YOUR TASK: Among the entries below, which lines include the string "MidHigh"? Show each one.

DATASET CONTENT:
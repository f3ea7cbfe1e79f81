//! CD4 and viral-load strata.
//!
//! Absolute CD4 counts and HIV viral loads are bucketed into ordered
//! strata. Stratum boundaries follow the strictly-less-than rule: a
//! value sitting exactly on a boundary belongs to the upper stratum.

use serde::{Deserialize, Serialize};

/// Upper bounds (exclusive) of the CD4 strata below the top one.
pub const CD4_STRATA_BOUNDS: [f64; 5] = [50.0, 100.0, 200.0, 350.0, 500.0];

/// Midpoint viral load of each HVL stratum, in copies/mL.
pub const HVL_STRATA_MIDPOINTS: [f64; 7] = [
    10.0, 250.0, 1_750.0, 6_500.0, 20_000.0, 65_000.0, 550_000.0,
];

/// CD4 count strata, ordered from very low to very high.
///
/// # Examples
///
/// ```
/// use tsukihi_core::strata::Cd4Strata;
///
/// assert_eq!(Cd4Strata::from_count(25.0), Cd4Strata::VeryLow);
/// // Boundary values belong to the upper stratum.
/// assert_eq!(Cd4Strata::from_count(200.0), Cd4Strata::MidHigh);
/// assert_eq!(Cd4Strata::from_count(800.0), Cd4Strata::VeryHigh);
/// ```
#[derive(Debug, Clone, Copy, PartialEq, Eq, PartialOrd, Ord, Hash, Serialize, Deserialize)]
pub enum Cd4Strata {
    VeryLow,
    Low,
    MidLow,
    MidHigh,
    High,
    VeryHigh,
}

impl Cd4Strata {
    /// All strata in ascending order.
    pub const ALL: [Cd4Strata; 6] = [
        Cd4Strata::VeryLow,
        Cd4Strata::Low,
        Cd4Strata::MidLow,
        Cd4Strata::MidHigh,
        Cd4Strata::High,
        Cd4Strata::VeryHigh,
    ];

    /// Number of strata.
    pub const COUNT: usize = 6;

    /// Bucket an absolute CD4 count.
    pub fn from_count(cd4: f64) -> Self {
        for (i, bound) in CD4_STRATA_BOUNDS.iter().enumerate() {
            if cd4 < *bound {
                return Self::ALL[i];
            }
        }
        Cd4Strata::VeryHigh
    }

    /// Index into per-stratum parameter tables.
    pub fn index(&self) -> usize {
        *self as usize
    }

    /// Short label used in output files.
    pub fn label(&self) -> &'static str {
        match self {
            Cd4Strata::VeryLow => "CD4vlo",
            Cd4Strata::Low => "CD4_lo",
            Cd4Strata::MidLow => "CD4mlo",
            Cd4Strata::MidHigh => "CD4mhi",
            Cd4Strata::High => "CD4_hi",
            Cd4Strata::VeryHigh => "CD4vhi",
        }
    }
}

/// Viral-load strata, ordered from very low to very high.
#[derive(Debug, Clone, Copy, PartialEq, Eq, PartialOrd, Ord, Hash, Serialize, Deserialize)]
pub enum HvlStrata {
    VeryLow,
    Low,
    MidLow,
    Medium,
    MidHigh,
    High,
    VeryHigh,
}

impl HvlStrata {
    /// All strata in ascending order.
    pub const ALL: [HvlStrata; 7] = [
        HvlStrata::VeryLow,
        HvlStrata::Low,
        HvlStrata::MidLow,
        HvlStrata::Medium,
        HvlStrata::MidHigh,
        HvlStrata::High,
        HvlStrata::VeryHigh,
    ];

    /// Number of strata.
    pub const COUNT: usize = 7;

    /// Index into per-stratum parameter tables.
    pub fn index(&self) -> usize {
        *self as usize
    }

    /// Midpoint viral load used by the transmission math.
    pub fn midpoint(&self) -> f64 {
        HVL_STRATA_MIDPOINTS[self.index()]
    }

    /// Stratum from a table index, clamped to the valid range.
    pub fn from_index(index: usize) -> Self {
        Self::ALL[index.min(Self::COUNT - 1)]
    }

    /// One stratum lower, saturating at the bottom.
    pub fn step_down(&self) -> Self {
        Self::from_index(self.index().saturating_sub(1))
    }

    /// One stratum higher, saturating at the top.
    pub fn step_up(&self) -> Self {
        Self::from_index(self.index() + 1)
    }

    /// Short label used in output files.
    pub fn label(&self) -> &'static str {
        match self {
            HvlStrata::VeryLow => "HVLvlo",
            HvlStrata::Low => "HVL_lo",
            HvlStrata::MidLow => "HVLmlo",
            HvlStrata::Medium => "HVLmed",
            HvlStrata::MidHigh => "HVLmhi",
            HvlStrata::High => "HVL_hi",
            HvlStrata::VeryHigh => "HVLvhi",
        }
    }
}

COMPLETED TASK:
/// assert_eq!(Cd4Strata::from_count(200.0), Cd4Strata::MidHigh);
    MidHigh,
        Cd4Strata::MidHigh,
            Cd4Strata::MidHigh => "CD4mhi",
    MidHigh,
        HvlStrata::MidHigh,
            HvlStrata::MidHigh => "HVLmhi",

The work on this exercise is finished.